TASK INPUTS: Begin
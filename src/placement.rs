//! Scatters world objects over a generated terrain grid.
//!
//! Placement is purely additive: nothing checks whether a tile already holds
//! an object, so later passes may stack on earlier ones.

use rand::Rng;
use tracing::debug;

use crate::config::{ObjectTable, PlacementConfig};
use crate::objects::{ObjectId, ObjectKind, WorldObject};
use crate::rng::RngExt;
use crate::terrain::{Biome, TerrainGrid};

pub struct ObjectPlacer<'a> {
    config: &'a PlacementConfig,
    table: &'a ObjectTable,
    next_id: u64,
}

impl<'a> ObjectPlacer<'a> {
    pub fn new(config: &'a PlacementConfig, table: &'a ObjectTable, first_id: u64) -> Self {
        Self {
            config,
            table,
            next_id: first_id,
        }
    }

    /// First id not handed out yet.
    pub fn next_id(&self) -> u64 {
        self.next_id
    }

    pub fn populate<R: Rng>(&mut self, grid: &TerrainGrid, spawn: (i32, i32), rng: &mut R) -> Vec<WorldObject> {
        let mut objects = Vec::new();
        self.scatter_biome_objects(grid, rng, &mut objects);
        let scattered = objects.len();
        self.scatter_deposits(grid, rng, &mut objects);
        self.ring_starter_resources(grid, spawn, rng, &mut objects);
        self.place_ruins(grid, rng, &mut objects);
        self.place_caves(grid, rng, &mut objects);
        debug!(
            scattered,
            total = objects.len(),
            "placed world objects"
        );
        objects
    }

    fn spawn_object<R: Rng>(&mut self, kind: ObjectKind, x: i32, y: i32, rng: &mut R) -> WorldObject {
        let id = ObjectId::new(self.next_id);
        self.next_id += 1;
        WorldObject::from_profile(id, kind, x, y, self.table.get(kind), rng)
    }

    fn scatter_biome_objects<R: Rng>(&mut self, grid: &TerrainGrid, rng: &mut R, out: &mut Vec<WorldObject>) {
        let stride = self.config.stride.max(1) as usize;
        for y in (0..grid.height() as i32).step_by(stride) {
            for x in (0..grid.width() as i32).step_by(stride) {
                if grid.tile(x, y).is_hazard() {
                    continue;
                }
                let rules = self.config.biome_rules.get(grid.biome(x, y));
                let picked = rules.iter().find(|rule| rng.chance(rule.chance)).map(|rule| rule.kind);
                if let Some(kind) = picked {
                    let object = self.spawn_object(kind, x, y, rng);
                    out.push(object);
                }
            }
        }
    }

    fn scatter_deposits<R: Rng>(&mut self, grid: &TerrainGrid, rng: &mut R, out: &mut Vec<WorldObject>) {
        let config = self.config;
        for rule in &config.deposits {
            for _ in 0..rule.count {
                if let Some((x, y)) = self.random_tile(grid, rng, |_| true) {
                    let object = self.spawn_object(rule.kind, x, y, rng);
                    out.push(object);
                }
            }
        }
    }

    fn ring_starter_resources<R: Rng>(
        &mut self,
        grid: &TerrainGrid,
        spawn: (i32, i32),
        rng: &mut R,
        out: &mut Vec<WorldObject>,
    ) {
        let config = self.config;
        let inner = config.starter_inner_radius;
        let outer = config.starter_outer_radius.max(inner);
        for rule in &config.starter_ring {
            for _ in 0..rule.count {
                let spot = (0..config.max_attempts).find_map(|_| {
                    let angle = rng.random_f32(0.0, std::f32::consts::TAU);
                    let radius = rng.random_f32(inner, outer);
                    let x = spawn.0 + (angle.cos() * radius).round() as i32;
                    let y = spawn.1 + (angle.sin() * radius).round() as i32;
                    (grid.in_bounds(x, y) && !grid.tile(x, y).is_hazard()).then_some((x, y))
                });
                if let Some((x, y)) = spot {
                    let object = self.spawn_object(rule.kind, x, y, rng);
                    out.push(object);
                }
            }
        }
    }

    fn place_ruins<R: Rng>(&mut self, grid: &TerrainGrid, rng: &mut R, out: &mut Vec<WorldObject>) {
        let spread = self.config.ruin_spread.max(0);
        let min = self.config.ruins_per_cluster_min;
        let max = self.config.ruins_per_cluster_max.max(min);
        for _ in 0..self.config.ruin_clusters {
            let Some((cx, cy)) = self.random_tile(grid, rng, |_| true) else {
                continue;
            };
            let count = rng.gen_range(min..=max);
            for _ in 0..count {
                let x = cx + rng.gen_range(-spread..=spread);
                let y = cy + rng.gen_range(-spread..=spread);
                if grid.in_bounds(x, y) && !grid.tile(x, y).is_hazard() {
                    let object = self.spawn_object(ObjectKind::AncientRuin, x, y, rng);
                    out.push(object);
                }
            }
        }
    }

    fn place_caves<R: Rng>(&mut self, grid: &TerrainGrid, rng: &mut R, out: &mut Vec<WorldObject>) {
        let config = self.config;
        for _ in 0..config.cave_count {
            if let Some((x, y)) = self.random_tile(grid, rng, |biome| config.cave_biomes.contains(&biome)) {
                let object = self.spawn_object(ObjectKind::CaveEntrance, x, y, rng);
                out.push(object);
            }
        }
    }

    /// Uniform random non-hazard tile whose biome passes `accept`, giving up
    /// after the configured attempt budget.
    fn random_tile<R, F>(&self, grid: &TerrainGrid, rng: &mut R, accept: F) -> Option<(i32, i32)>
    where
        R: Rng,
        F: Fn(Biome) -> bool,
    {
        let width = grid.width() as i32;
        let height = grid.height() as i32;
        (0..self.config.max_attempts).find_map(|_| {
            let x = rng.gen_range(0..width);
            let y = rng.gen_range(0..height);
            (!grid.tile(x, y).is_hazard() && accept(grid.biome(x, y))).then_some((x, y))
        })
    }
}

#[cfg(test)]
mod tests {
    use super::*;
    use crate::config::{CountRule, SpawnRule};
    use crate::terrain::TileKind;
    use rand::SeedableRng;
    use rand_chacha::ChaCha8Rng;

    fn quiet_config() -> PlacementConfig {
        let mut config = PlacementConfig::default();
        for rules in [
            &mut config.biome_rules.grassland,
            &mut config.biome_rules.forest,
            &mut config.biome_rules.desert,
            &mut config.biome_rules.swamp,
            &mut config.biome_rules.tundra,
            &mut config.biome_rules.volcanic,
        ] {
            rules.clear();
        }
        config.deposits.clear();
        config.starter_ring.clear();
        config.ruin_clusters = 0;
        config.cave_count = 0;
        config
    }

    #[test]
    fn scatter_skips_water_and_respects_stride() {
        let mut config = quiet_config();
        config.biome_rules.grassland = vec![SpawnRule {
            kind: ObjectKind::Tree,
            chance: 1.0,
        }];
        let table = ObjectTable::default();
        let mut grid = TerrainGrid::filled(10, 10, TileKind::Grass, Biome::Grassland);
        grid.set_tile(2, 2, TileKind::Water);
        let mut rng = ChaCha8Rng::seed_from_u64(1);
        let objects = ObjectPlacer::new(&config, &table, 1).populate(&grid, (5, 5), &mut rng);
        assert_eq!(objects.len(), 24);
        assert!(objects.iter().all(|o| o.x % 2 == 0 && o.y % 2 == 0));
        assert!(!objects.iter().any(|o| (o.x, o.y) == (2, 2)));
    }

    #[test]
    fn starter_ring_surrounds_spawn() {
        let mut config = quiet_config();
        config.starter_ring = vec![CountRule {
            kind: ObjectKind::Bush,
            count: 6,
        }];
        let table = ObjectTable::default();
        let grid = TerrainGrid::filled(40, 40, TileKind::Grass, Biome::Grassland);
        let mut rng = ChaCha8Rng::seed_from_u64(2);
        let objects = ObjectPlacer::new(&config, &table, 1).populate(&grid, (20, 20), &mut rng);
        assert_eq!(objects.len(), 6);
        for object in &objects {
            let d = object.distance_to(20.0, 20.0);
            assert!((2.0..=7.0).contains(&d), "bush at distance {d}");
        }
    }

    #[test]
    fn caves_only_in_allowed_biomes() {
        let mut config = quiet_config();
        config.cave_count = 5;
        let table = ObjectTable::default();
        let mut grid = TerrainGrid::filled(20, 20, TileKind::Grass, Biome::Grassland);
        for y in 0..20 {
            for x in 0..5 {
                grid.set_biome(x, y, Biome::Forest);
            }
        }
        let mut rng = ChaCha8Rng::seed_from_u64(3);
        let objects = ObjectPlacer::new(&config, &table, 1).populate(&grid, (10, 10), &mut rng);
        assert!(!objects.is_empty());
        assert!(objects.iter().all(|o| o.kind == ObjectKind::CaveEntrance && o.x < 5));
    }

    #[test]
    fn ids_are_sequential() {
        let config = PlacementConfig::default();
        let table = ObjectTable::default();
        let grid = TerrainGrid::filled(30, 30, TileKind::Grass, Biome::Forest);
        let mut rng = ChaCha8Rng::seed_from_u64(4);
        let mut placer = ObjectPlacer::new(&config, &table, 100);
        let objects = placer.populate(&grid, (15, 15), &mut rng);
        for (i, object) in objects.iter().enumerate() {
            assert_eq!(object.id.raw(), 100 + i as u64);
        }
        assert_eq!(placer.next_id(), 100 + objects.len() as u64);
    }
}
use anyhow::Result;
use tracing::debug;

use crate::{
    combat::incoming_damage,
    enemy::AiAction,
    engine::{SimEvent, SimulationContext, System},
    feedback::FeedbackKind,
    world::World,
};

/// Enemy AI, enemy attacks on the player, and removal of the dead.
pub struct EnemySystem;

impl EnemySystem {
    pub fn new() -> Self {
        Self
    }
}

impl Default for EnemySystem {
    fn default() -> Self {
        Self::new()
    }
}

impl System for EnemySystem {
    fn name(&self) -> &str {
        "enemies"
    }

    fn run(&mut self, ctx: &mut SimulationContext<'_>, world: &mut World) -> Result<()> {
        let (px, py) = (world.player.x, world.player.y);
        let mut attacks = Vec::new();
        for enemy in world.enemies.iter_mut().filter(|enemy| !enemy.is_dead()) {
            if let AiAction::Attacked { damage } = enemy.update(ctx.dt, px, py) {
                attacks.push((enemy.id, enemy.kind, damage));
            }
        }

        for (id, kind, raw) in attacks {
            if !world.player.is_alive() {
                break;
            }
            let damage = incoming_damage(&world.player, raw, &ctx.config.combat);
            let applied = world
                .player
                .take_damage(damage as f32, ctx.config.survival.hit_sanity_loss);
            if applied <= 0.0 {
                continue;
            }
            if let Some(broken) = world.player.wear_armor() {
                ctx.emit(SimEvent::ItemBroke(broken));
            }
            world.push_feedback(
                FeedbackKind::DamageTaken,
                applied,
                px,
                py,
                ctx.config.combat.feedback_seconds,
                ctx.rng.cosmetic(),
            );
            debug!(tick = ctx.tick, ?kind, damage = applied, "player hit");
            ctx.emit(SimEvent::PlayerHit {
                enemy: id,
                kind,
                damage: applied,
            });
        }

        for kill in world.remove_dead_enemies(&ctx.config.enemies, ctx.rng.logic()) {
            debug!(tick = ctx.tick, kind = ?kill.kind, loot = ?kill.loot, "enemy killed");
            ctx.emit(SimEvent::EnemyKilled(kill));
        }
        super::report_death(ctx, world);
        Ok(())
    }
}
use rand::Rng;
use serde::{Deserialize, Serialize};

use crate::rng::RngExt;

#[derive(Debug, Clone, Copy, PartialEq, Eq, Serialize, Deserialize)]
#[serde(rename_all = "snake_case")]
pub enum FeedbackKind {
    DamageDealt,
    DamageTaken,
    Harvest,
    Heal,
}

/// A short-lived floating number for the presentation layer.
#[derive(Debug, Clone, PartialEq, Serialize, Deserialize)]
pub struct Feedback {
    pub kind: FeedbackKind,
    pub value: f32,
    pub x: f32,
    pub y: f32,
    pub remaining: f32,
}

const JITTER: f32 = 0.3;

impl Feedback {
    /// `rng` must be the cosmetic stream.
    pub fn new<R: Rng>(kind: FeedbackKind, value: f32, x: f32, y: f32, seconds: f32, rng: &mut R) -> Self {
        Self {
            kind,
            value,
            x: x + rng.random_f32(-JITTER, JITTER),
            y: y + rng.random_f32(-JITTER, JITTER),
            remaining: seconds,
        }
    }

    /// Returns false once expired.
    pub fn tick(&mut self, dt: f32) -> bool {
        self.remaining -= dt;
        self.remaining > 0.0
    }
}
TASK INPUTS: End
• [EXERCISE]:
Each line in the listing above from the one containing "let id = ObjectId::new(self.next_id);" through the one containing "for y in (0..grid.height()" should be repeated exactly, and no other line.

• [ANSWER TO THIS TASK]:
        let id = ObjectId::new(self.next_id);
        self.next_id += 1;
        WorldObject::from_profile(id, kind, x, y, self.table.get(kind), rng)
    }

    fn scatter_biome_objects<R: Rng>(&mut self, grid: &TerrainGrid, rng: &mut R, out: &mut Vec<WorldObject>) {
        let stride = self.config.stride.max(1) as usize;
        for y in (0..grid.height() as i32).step_by(stride) {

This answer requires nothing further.